Ive been riding for about the past 10 years...but i haven't ridden anything as young as him, I do tend to hack out with someone else now as he rides with a companion really well, its just on his own his wary. I haven't taken him out for a while now, just  been taking him for walks in his bridle until i've had the osteopath our and saddle specialist to prevent any further possible discomfort.  
I recently bought a pessoa for him which ive used  few times on him, would this help to teach him to lower/ flex with his neck? He currently doesn't understand how to do it as i think he finds its more comfortable for him to hold his head up due to the muscle in his neck.
He leans on the bit when his about to buck or bronk with me, other than that generally out on hacks and on open fields his brilliant,  his got a lovely soft mouth in general.
I haven't tried long reining him but that sounds like a brilliant idea thankyou!!  
I've had him since he was five, before i had him he was schooled, taken to quiet local shows and jumped the max of 2ft.

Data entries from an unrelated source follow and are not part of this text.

use crate::errors::ProxyError;
use crate::token::unverified_claims;
use jsonwebtoken::jwk::JwkSet;
use jsonwebtoken::{decode, decode_header, Algorithm, DecodingKey, Validation};
use serde_json::Value;
use std::collections::HashSet;
use std::sync::{Arc, Mutex, RwLock};
use std::time::{Duration, Instant};

/// How often the key set may be refreshed in response to an unknown `kid`.
const REFRESH_INTERVAL: Duration = Duration::from_secs(30);

const ALLOWED_ALGS: [Algorithm; 8] = [
    Algorithm::RS256,
    Algorithm::RS384,
    Algorithm::RS512,
    Algorithm::PS256,
    Algorithm::PS384,
    Algorithm::ES256,
    Algorithm::ES384,
    Algorithm::HS256,
];

/// Verifies access tokens against the IDP's published JWKS.
///
/// The key set is process-wide and read-mostly: readers take a snapshot,
/// refreshes are single-flighted and rate limited to once per 30 seconds.
/// Expiry is deliberately not checked here, the authentication middleware
/// owns that transition (an expired token may still be refreshable).
pub struct TokenVerifier {
    mode: Mode,
}

enum Mode {
    /// TESTING ONLY: tokens are parsed but not verified.
    Skip,
    Jwks(Box<JwksVerifier>),
}

struct JwksVerifier {
    http: reqwest::Client,
    jwks_uri: String,
    issuer: String,
    client_id: String,
    skip_issuer_check: bool,
    skip_client_id: bool,
    keys: RwLock<Arc<JwkSet>>,
    limiter: RefreshLimiter,
    refresh_flight: tokio::sync::Mutex<()>,
}

impl TokenVerifier {
    pub fn skip_verification() -> TokenVerifier {
        TokenVerifier { mode: Mode::Skip }
    }

    pub fn jwks(
        http: reqwest::Client,
        jwks_uri: String,
        issuer: String,
        client_id: String,
        skip_issuer_check: bool,
        skip_client_id: bool,
    ) -> TokenVerifier {
        TokenVerifier {
            mode: Mode::Jwks(Box::new(JwksVerifier {
                http,
                jwks_uri,
                issuer,
                client_id,
                skip_issuer_check,
                skip_client_id,
                keys: RwLock::new(Arc::new(JwkSet { keys: Vec::new() })),
                limiter: RefreshLimiter::new(REFRESH_INTERVAL),
                refresh_flight: tokio::sync::Mutex::new(()),
            })),
        }
    }

    /// Fetch the key set once at startup; failures are logged and retried on
    /// the first unknown `kid`.
    pub async fn prime(&self) {
        if let Mode::Jwks(verifier) = &self.mode {
            if let Err(err) = verifier.refresh().await {
                log::warn!("initial jwks fetch failed, will retry on demand: {}", err);
            }
        }
    }

    /// Verify signature, issuer and audience of a compact JWS and return its
    /// claims.
    pub async fn verify(&self, token: &str) -> Result<Value, ProxyError> {
        match &self.mode {
            Mode::Skip => unverified_claims(token)
                .map_err(|_| ProxyError::unauthorized()),
            Mode::Jwks(verifier) => verifier.verify(token).await,
        }
    }

    #[cfg(test)]
    pub(crate) fn install_keys(&self, keys: JwkSet) {
        if let Mode::Jwks(verifier) = &self.mode {
            *verifier.keys.write().unwrap() = Arc::new(keys);
        }
    }
}

impl JwksVerifier {
    async fn verify(&self, token: &str) -> Result<Value, ProxyError> {
        let header = decode_header(token).map_err(|_| ProxyError::unauthorized())?;
        if !ALLOWED_ALGS.contains(&header.alg) {
            log::warn!("token signed with unacceptable algorithm {:?}", header.alg);
            return Err(ProxyError::unauthorized());
        }
        let Some(kid) = header.kid else {
            return Err(ProxyError::unauthorized());
        };

        let mut snapshot = self.snapshot();
        if snapshot.find(&kid).is_none() {
            self.refresh_on_unknown_kid(&kid).await;
            snapshot = self.snapshot();
        }
        let Some(jwk) = snapshot.find(&kid) else {
            log::warn!("token references unknown signing key {}", kid);
            return Err(ProxyError::unauthorized());
        };

        let key = DecodingKey::from_jwk(jwk).map_err(|_| ProxyError::unauthorized())?;
        let mut validation = Validation::new(header.alg);
        // Expiry and audience transitions belong to the middleware; the
        // validation here is signature-only.
        validation.required_spec_claims = HashSet::new();
        validation.validate_exp = false;
        validation.validate_nbf = false;
        validation.validate_aud = false;

        let data = decode::<Value>(token, &key, &validation).map_err(|err| {
            log::debug!("token signature rejected: {}", err);
            ProxyError::unauthorized()
        })?;
        let claims = data.claims;

        if !self.skip_issuer_check {
            let issuer = claims.get("iss").and_then(Value::as_str).unwrap_or_default();
            if issuer != self.issuer {
                log::warn!("token issuer {} does not match the discovery url", issuer);
                return Err(ProxyError::unauthorized());
            }
        }
        if !self.skip_client_id && !audience_contains(&claims, &self.client_id) {
            log::warn!("token audience does not contain the client id");
            return Err(ProxyError::unauthorized());
        }

        Ok(claims)
    }

    fn snapshot(&self) -> Arc<JwkSet> {
        self.keys.read().unwrap().clone()
    }

    async fn refresh_on_unknown_kid(&self, kid: &str) {
        let _flight = self.refresh_flight.lock().await;
        // The leader may already have pulled the key we are missing.
        if self.snapshot().find(kid).is_some() {
            return;
        }
        if !self.limiter.allow() {
            return;
        }
        if let Err(err) = self.refresh().await {
            log::warn!("jwks refresh failed: {}", err);
        }
    }

    async fn refresh(&self) -> Result<(), ProxyError> {
        let set: JwkSet = self
            .http
            .get(&self.jwks_uri)
            .send()
            .await
            .map_err(|err| ProxyError::IdpUnreachable(err.into()))?
            .error_for_status()
            .map_err(|err| ProxyError::IdpUnreachable(err.into()))?
            .json()
            .await
            .map_err(|err| ProxyError::IdpUnreachable(err.into()))?;
        log::debug!("retrieved {} signing keys from the idp", set.keys.len());
        *self.keys.write().unwrap() = Arc::new(set);
        Ok(())
    }
}

fn audience_contains(claims: &Value, client_id: &str) -> bool {
    match claims.get("aud") {
        Some(Value::String(aud)) => aud == client_id,
        Some(Value::Array(items)) => items
            .iter()
            .any(|a| a.as_str().map(|s| s == client_id).unwrap_or(false)),
        _ => false,
    }
}

/// Rate limits key refreshes; the first caller after the interval wins.
struct RefreshLimiter {
    min_interval: Duration,
    last: Mutex<Option<Instant>>,
}

impl RefreshLimiter {
    fn new(min_interval: Duration) -> RefreshLimiter {
        RefreshLimiter {
            min_interval,
            last: Mutex::new(None),
        }
    }

    fn allow(&self) -> bool {
        let mut last = self.last.lock().unwrap();
        match *last {
            Some(at) if at.elapsed() < self.min_interval => false,
            _ => {
                *last = Some(Instant::now());
                true
            }
        }
    }
}

#[cfg(test)]
mod test {
    use super::*;
    use base64::engine::general_purpose::URL_SAFE_NO_PAD;
    use base64::Engine;
    use chrono::Utc;
    use jsonwebtoken::{encode, EncodingKey, Header};
    use serde_json::json;

    const SECRET: &[u8] = b"a-shared-secret-for-testing-only";

    fn hs256_keyset(kid: &str) -> JwkSet {
        let jwk = json!({
            "kty": "oct",
            "kid": kid,
            "alg": "HS256",
            "k": URL_SAFE_NO_PAD.encode(SECRET),
        });
        serde_json::from_value(json!({ "keys": [jwk] })).unwrap()
    }

    fn signed_token(kid: &str, claims: &serde_json::Value) -> String {
        let mut header = Header::new(Algorithm::HS256);
        header.kid = Some(kid.to_string());
        encode(&header, claims, &EncodingKey::from_secret(SECRET)).unwrap()
    }

    fn verifier() -> TokenVerifier {
        let v = TokenVerifier::jwks(
            reqwest::Client::new(),
            "http://127.0.0.1:1/jwks".to_string(),
            "https://idp.example.com/realms/test".to_string(),
            "client".to_string(),
            false,
            false,
        );
        v.install_keys(hs256_keyset("test-key"));
        v
    }

    fn valid_claims() -> serde_json::Value {
        json!({
            "iss": "https://idp.example.com/realms/test",
            "aud": "client",
            "sub": "alice",
            "exp": Utc::now().timestamp() + 600,
        })
    }

    #[tokio::test]
    async fn test_valid_token_passes() {
        let token = signed_token("test-key", &valid_claims());
        let claims = verifier().verify(&token).await.unwrap();
        assert_eq!(claims["sub"], "alice");
    }

    #[tokio::test]
    async fn test_tampered_signature_is_rejected() {
        let mut token = signed_token("test-key", &valid_claims());
        token.pop();
        token.push('A');
        assert!(verifier().verify(&token).await.is_err());
    }

    #[tokio::test]
    async fn test_wrong_issuer_is_rejected_unless_skipped() {
        let mut claims = valid_claims();
        claims["iss"] = json!("https://evil.example.com");
        let token = signed_token("test-key", &claims);
        assert!(verifier().verify(&token).await.is_err());

        let relaxed = TokenVerifier::jwks(
            reqwest::Client::new(),
            "http://127.0.0.1:1/jwks".to_string(),
            "https://idp.example.com/realms/test".to_string(),
            "client".to_string(),
            true,
            false,
        );
        relaxed.install_keys(hs256_keyset("test-key"));
        assert!(relaxed.verify(&token).await.is_ok());
    }

    #[tokio::test]
    async fn test_wrong_audience_is_rejected_unless_skipped() {
        let mut claims = valid_claims();
        claims["aud"] = json!("somebody-else");
        let token = signed_token("test-key", &claims);
        assert!(verifier().verify(&token).await.is_err());

        let relaxed = TokenVerifier::jwks(
            reqwest::Client::new(),
            "http://127.0.0.1:1/jwks".to_string(),
            "https://idp.example.com/realms/test".to_string(),
            "client".to_string(),
            false,
            true,
        );
        relaxed.install_keys(hs256_keyset("test-key"));
        assert!(relaxed.verify(&token).await.is_ok());
    }

    #[tokio::test]
    async fn test_audience_array_form_is_accepted() {
        let mut claims = valid_claims();
        claims["aud"] = json!(["account", "client"]);
        let token = signed_token("test-key", &claims);
        assert!(verifier().verify(&token).await.is_ok());
    }

    #[tokio::test]
    async fn test_expired_token_still_verifies() {
        // Expiry is the middleware's decision, not the verifier's.
        let mut claims = valid_claims();
        claims["exp"] = json!(Utc::now().timestamp() - 600);
        let token = signed_token("test-key", &claims);
        assert!(verifier().verify(&token).await.is_ok());
    }

    #[tokio::test]
    async fn test_unknown_kid_is_rejected() {
        let token = signed_token("other-key", &valid_claims());
        assert!(verifier().verify(&token).await.is_err());
    }

    #[tokio::test]
    async fn test_skip_verification_accepts_unsigned_tokens() {
        let verifier = TokenVerifier::skip_verification();
        let token = crate::token::test::fake_jws(&valid_claims());
        let claims = verifier.verify(&token).await.unwrap();
        assert_eq!(claims["sub"], "alice");
    }

    #[test]
    fn test_refresh_limiter_allows_once_per_interval() {
        let limiter = RefreshLimiter::new(Duration::from_secs(30));
        assert!(limiter.allow());
        assert!(!limiter.allow());
        assert!(!limiter.allow());

        let immediate = RefreshLimiter::new(Duration::ZERO);
        assert!(immediate.allow());
        assert!(immediate.allow());
    }
}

Previous owner told me that she never had any issues of him bucking/bronking or rearing with her. But i know that a new environment, new horses and many other factors can change their behaviour etc.   

I have one instructor but my mum helps me where she can also. But like any normal mother or daughter we conflicted alot! :L so we both agreed that it was best for my instructor to help!

Thank you!


----------



## flirtygerty (9 December 2015)

Please OP, don't use lunging aids unless you know how to use them properly, your time would be better spent walking your lad out inhand, start at his head and if he seems unsure, talk or sing to him, it will build his confidence, work your way back to his shoulder, again talk to him, use voice commands, build up to longreining, again using your voice to reassure him, with my 5yr old cob, knowing when he is unsure is easy, he starts passing wind, but there will be signs with your lad, usually the ears


----------



## texel (29 December 2015)

Hi Jess95 and welcome to the forum.

First of all in response to your question about the Waterford bit; 

The Waterford  is a multi-jointed type of snaffle which has a mouthpiece made of a chain of rounded links is not rigid in the mouth but fluid, bending in every direction. It therefore usually suits any type of mouth conformation and people use it for horses that lean or pull down as it gives specific pressure across the mouth where the balls are thereby creating a head raising action and is supposed to help with control.  

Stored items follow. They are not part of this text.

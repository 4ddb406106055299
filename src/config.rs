use crate::errors::ProxyError;
use crate::resource::ResourceTable;
use serde::{Deserialize, Serialize};
use std::collections::HashMap;
use std::path::Path;
use std::time::Duration;

const ENCRYPTION_KEY_SIZES: [usize; 2] = [16, 32];

fn default_listen() -> String {
    "127.0.0.1:3000".to_string()
}

fn default_oauth_uri() -> String {
    "/oauth".to_string()
}

fn default_cookie_access_name() -> String {
    "gk-access".to_string()
}

fn default_cookie_refresh_name() -> String {
    "gk-refresh".to_string()
}

fn default_scopes() -> Vec<String> {
    vec!["openid".to_string()]
}

fn default_upstream_timeout() -> u64 {
    10
}

fn default_shutdown_timeout() -> u64 {
    10
}

fn default_access_token_duration() -> u64 {
    // 12 hours, the upper clamp on the access cookie lifetime
    12 * 3600
}

fn default_refresh_token_lifetime() -> u64 {
    3 * 3600
}

/// A protected resource as declared in the configuration file.
///
/// Declaration order matters: the first resource whose URI prefix and method
/// set match a request wins. See [`ResourceTable`] for the compiled form.
#[derive(Debug, Clone, Serialize, Deserialize, Default)]
#[serde(deny_unknown_fields)]
pub struct ResourceConfig {
    /// URI prefix, no trailing slash.
    pub uri: String,
    /// Methods guarded on this prefix; `ANY` is the wildcard. Empty means `ANY`.
    #[serde(default)]
    pub methods: Vec<String>,
    /// Roles the user must hold. Empty means any authenticated user.
    #[serde(default)]
    pub roles: Vec<String>,
    /// Require any one role instead of all of them.
    #[serde(default)]
    pub require_any_role: bool,
    /// Claim name to regex predicates, overriding global `match_claims` on key collision.
    #[serde(default)]
    pub claims_match: HashMap<String, String>,
    /// Skip authentication and authorization entirely.
    #[serde(default)]
    pub whitelisted: bool,
    /// Extra static headers injected upstream for this resource only.
    #[serde(default)]
    pub custom_headers: HashMap<String, String>,
}

/// Proxy configuration, immutable after startup.
///
/// Loaded from a YAML file, then overridden by `PROXY_`-prefixed environment
/// variables and command line flags (flag > env > file > default). The flag
/// and env mapping is declared on [`crate::main`]'s clap struct; list and map
/// options are file-only.
#[derive(Debug, Clone, Serialize, Deserialize)]
#[serde(default, deny_unknown_fields)]
pub struct Config {
    /// Interface the service listens on.
    pub listen: String,
    /// OIDC issuer base; discovery appends `/.well-known/openid-configuration`.
    pub discovery_url: String,
    pub client_id: String,
    pub client_secret: String,
    /// External URL of the proxy; empty derives it from the Host header.
    pub redirection_url: String,
    /// Origin requests are forwarded to.
    pub upstream_url: String,
    /// The protected resource table, evaluated in declaration order.
    pub resources: Vec<ResourceConfig>,
    /// Global claim to regex predicates applied to every protected resource.
    pub match_claims: HashMap<String, String>,
    /// Claim names propagated upstream as `X-Auth-<Name>` headers.
    pub add_claims: Vec<String>,
    /// Static headers injected on every upstream request.
    pub headers: HashMap<String, String>,
    /// AES key (16 or 32 bytes) for cookie encryption; required when
    /// `enable_encrypted_token` or `enable_refresh_tokens` is set.
    pub encryption_key: String,
    pub enable_encrypted_token: bool,
    /// Persist the refresh token and silently refresh expired access tokens.
    pub enable_refresh_tokens: bool,
    /// Session backend URL; empty keeps the refresh token in an encrypted cookie.
    pub store_url: String,
    pub cookie_access_name: String,
    pub cookie_refresh_name: String,
    /// Return 401 on authentication failure instead of redirecting browsers to the IDP.
    pub no_redirects: bool,
    /// TESTING ONLY: accept tokens without verifying them.
    pub skip_token_verification: bool,
    /// Relax the audience check.
    pub skip_client_id: bool,
    /// Relax the issuer check.
    pub skip_issuer_check: bool,
    /// Switch to the outbound forward-signing mode.
    pub enable_forwarding: bool,
    /// Enable the resource-owner password grant on `POST /oauth/login`.
    pub enable_login_handler: bool,
    /// Inject `Authorization: Bearer` upstream.
    pub enable_authorization_header: bool,
    /// Inject `X-Auth-Token` upstream.
    pub enable_token_header: bool,
    pub enable_logging: bool,
    pub enable_metrics: bool,
    /// Only serve `/oauth/metrics` and `/oauth/token` to localhost peers.
    pub localhost_metrics: bool,
    /// Mark session cookies `Secure`; set when terminating TLS in front.
    pub secure_cookies: bool,
    /// OAuth2 scopes requested during the authorization flow.
    pub scopes: Vec<String>,
    /// Base path the OAuth handlers are mounted under.
    pub oauth_uri: String,
    pub cors_origins: Vec<String>,
    pub cors_methods: Vec<String>,
    pub cors_headers: Vec<String>,
    pub cors_credentials: bool,
    pub cors_max_age: u64,
    pub upstream_timeout_secs: u64,
    pub skip_upstream_tls_verify: bool,
    pub server_shutdown_timeout_secs: u64,
    /// Upper clamp on the access cookie lifetime, seconds.
    pub access_token_duration_secs: u64,
    /// Lifetime of persisted refresh tokens, seconds.
    pub refresh_token_lifetime_secs: u64,
    /// Allowed clock skew when checking token expiry, seconds.
    pub token_clock_skew_secs: u64,
}

impl Default for Config {
    fn default() -> Self {
        Config {
            listen: default_listen(),
            discovery_url: String::new(),
            client_id: String::new(),
            client_secret: String::new(),
            redirection_url: String::new(),
            upstream_url: String::new(),
            resources: Vec::new(),
            match_claims: HashMap::new(),
            add_claims: Vec::new(),
            headers: HashMap::new(),
            encryption_key: String::new(),
            enable_encrypted_token: false,
            enable_refresh_tokens: false,
            store_url: String::new(),
            cookie_access_name: default_cookie_access_name(),
            cookie_refresh_name: default_cookie_refresh_name(),
            no_redirects: false,
            skip_token_verification: false,
            skip_client_id: false,
            skip_issuer_check: false,
            enable_forwarding: false,
            enable_login_handler: false,
            enable_authorization_header: false,
            enable_token_header: false,
            enable_logging: true,
            enable_metrics: false,
            localhost_metrics: false,
            secure_cookies: false,
            scopes: default_scopes(),
            oauth_uri: default_oauth_uri(),
            cors_origins: Vec::new(),
            cors_methods: Vec::new(),
            cors_headers: Vec::new(),
            cors_credentials: false,
            cors_max_age: 0,
            upstream_timeout_secs: default_upstream_timeout(),
            skip_upstream_tls_verify: false,
            server_shutdown_timeout_secs: default_shutdown_timeout(),
            access_token_duration_secs: default_access_token_duration(),
            refresh_token_lifetime_secs: default_refresh_token_lifetime(),
            token_clock_skew_secs: 0,
        }
    }
}

impl Config {
    /// Load the configuration from a YAML file.
    pub fn from_file(path: &Path) -> Result<Config, ProxyError> {
        let raw = std::fs::read_to_string(path).map_err(|err| {
            ProxyError::ConfigInvalid(format!("unable to read {}: {}", path.display(), err))
        })?;
        serde_yaml::from_str(&raw).map_err(|err| {
            ProxyError::ConfigInvalid(format!("unable to parse {}: {}", path.display(), err))
        })
    }

    /// Validate the configuration and compile the resource table.
    ///
    /// Resource URIs are normalized (trailing slashes trimmed with a warning,
    /// matching the behaviour the service has always had) and claim regexes
    /// are compiled here so a bad pattern fails at startup rather than on the
    /// first matching request.
    pub fn validate(&mut self) -> Result<ResourceTable, ProxyError> {
        if self.discovery_url.is_empty() && !self.skip_token_verification {
            return Err(ProxyError::ConfigInvalid(
                "discovery_url is required".to_string(),
            ));
        }
        if self.enable_forwarding && self.skip_token_verification {
            return Err(ProxyError::ConfigInvalid(
                "forward-signing mode requires an identity provider".to_string(),
            ));
        }
        if self.upstream_url.is_empty() && !self.enable_forwarding {
            return Err(ProxyError::ConfigInvalid(
                "upstream_url is required in reverse proxy mode".to_string(),
            ));
        }
        if !self.upstream_url.is_empty() {
            let upstream = url::Url::parse(&self.upstream_url).map_err(|err| {
                ProxyError::ConfigInvalid(format!("invalid upstream_url: {}", err))
            })?;
            if !matches!(upstream.scheme(), "http" | "https") {
                return Err(ProxyError::ConfigInvalid(format!(
                    "unsupported upstream scheme {}, the embedded transport only speaks http and https",
                    upstream.scheme()
                )));
            }
        }
        if self.enable_encrypted_token || self.enable_refresh_tokens {
            if !ENCRYPTION_KEY_SIZES.contains(&self.encryption_key.len()) {
                return Err(ProxyError::ConfigInvalid(
                    "encryption_key must be 16 or 32 bytes when encrypted tokens or refresh tokens are enabled"
                        .to_string(),
                ));
            }
        }
        if !self.store_url.is_empty() {
            crate::store::validate_store_url(&self.store_url)?;
        }
        if !self.oauth_uri.starts_with('/') {
            return Err(ProxyError::ConfigInvalid(
                "oauth_uri must start with /".to_string(),
            ));
        }
        if self.client_id.is_empty() && self.client_secret.is_empty() && !self.skip_token_verification {
            log::warn!("client credentials are not set, depending on the provider you might be unable to authenticate");
        }
        if self.redirection_url.is_empty() {
            log::warn!("no redirection_url has been set, will use host headers");
        }
        if self.upstream_url.is_empty() && (self.enable_authorization_header || self.enable_token_header)
        {
            log::warn!("token headers are enabled without an upstream, you sure you want tokens proxied?");
        }

        for resource in &mut self.resources {
            if resource.uri.len() > 1 && resource.uri.ends_with('/') {
                let trimmed = resource.uri.trim_end_matches('/').to_string();
                log::warn!(
                    "resource uri {} is not a prefix, amending to {}",
                    resource.uri,
                    trimmed
                );
                resource.uri = trimmed;
            }
        }

        ResourceTable::compile(&self.resources, &self.match_claims)
    }

    pub fn upstream_timeout(&self) -> Duration {
        Duration::from_secs(self.upstream_timeout_secs)
    }

    pub fn access_token_duration(&self) -> Duration {
        Duration::from_secs(self.access_token_duration_secs)
    }

    pub fn refresh_token_lifetime(&self) -> Duration {
        Duration::from_secs(self.refresh_token_lifetime_secs)
    }

    /// The external base URL of the proxy, or `None` when it must be derived
    /// from the Host header of the incoming request.
    pub fn external_url(&self) -> Option<&str> {
        if self.redirection_url.is_empty() {
            None
        } else {
            Some(self.redirection_url.trim_end_matches('/'))
        }
    }

    /// Absolute path of an OAuth handler, e.g. `/oauth/callback`.
    pub fn oauth_path(&self, suffix: &str) -> String {
        format!("{}{}", self.oauth_uri.trim_end_matches('/'), suffix)
    }
}

#[cfg(test)]
mod test {
    use super::*;

    fn minimal() -> Config {
        Config {
            discovery_url: "https://idp.example.com/realms/test".to_string(),
            client_id: "client".to_string(),
            client_secret: "secret".to_string(),
            upstream_url: "http://127.0.0.1:8080".to_string(),
            ..Config::default()
        }
    }

    #[test]
    fn test_defaults_round_trip_through_yaml() {
        let cfg: Config = serde_yaml::from_str("discovery_url: https://idp/realm").unwrap();
        assert_eq!(cfg.listen, "127.0.0.1:3000");
        assert_eq!(cfg.oauth_uri, "/oauth");
        assert_eq!(cfg.scopes, vec!["openid".to_string()]);
        assert_eq!(cfg.upstream_timeout_secs, 10);
    }

    #[test]
    fn test_missing_discovery_url_is_rejected() {
        let mut cfg = minimal();
        cfg.discovery_url.clear();
        assert!(matches!(
            cfg.validate(),
            Err(ProxyError::ConfigInvalid(msg)) if msg.contains("discovery_url")
        ));
    }

    #[test]
    fn test_encryption_key_length_is_enforced() {
        let mut cfg = minimal();
        cfg.enable_refresh_tokens = true;
        cfg.encryption_key = "short".to_string();
        assert!(cfg.validate().is_err());

        cfg.encryption_key = "0123456789abcdef".to_string();
        assert!(cfg.validate().is_ok());
    }

    #[test]
    fn test_trailing_slash_resources_are_amended() {
        let mut cfg = minimal();
        cfg.resources.push(ResourceConfig {
            uri: "/admin/".to_string(),
            ..ResourceConfig::default()
        });
        cfg.validate().unwrap();
        assert_eq!(cfg.resources[0].uri, "/admin");
    }

    #[test]
    fn test_unknown_upstream_scheme_is_rejected() {
        let mut cfg = minimal();
        cfg.upstream_url = "unix:///var/run/app.sock".to_string();
        assert!(matches!(
            cfg.validate(),
            Err(ProxyError::ConfigInvalid(msg)) if msg.contains("unsupported upstream scheme")
        ));
    }

    #[test]
    fn test_oauth_path_joins_base_and_suffix() {
        let cfg = minimal();
        assert_eq!(cfg.oauth_path("/callback"), "/oauth/callback");
    }
}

The flexible design also distributes the bit&#8217;s effect across the horse&#8217;s entire mouth, from lips to the entire tongue.
When the rider exerts strong, even pressure with both reins, the Waterford&#8217;s links work as a solid unit, creating a unified bridge across the horse&#8217;s tongue. Due to the many bubbly bumps, there are numerous points of pressure or contact. In essence the Waterford transitions from a fairly mild bit to a more severe one.

When used on a strong horse that pulls on the bit, the Waterford is most efficient when the rider isolates one rein aid at a time, which initiates the rolling effect produced by the shape of the bit&#8217;s mouthpiece.

It also prohibits the horse from "grabbing" the bit between the teeth.  It generally promotes mouthing and salivation. The Waterford is usually worn ¼" - ½" (6 -12 mm) longer than your traditional mouthpiece in order to curl around the lips and maximise the effect.

The most popular type is the loose ring Waterford Snaffle, but other types are available including D-Ring, full cheek and gag type snaffles.

Whether this bit will be suitable can only be answered by trying one, once you are satisfied he does not have any issues relating to the rest of the tack you are using.  

There are some bit companies that will allow you to try a bit prior to purchase. 

How does your pony respond to his current bit in terms of what does he do with his mouth and head when you apply slght pressure in particluar just using long lines ?

Long reining is certainly benefical as it helps you build a bond with your pony and alos helps your pony to work out what he can or cannot do with his body 
without a rider.  Also walking with your pony is also a good way to bond.

Have you any photos of him ?


----------



## ponies4ever (30 December 2015)

I have what sounds like exactly the same horse! 6year old held her head very high takes the mick instantly if she can. She had a Waterford with full cheeks out xc and a lot of horses at my yard use it successfully. However she normally has a snaffle happy mouth with full cheeks and adores it completely changed how she feels she now mouths well and takes the contact more and so I can now get her to work down and be relaxed much better than in her previous regular snaffle which I would now never put her in again! 
However her being so similar I think that your issue may be balance. What you describe all sounds like a horse that is out of balance and then unhappy to relax over his back and so this is causing issues. My horse also being very green when I got her had no balance and so ran around with her head up and struggled majorly with turning. First step I have done is make sure I ride her so she is straight. Once she is straight she then has balance and so starts to work in an outline and relaxes her neck and back. Look up straightness training on YouTube it's very interesting and although I havnt done much of it I have seen very quick improvements with my mare. Hope this helps and I havnt gone completely off topic? (I do that sometimes  )


----------



## Damnation (31 December 2015)

I see you are getting his back and tack checked which is a good first port of call.

Secondly, he just sounds confused. Leave his bit as it is for now, with babies it can just be a case of perseverence and pushing through things (once pain has been eliminated).

With regards to your hacking, firstly, keep hacking out in company, but try and coax him just to start to take the lead out hacking, get him feeling confident being out in front, not just following the other horses bum! Make sure he is happy to go behind too. He should feel confident with wherever you put him out hacking if you see what I mean? Maybe get him to take the lad past some "scary" things and see how he does? Obviously if he gets a bit worried the other horse can just come along side him to coax him past before it becomes an issue.

Then, for your first "solo" hack, just get someone to walk with you for a bit to keep you happy and to get him used to not having a horse friend with him. Then maybe branch out to the little solo hack. Remember, there is no rush at all, despite what other people may say to you. Better to take things slowly and have a good relationship with the horse than to rush and loose your confidence.

With regards to schooling, I find lunging and riding over trotting poles an excellent and fun way for young horses to learn to drop their head and stride out


----------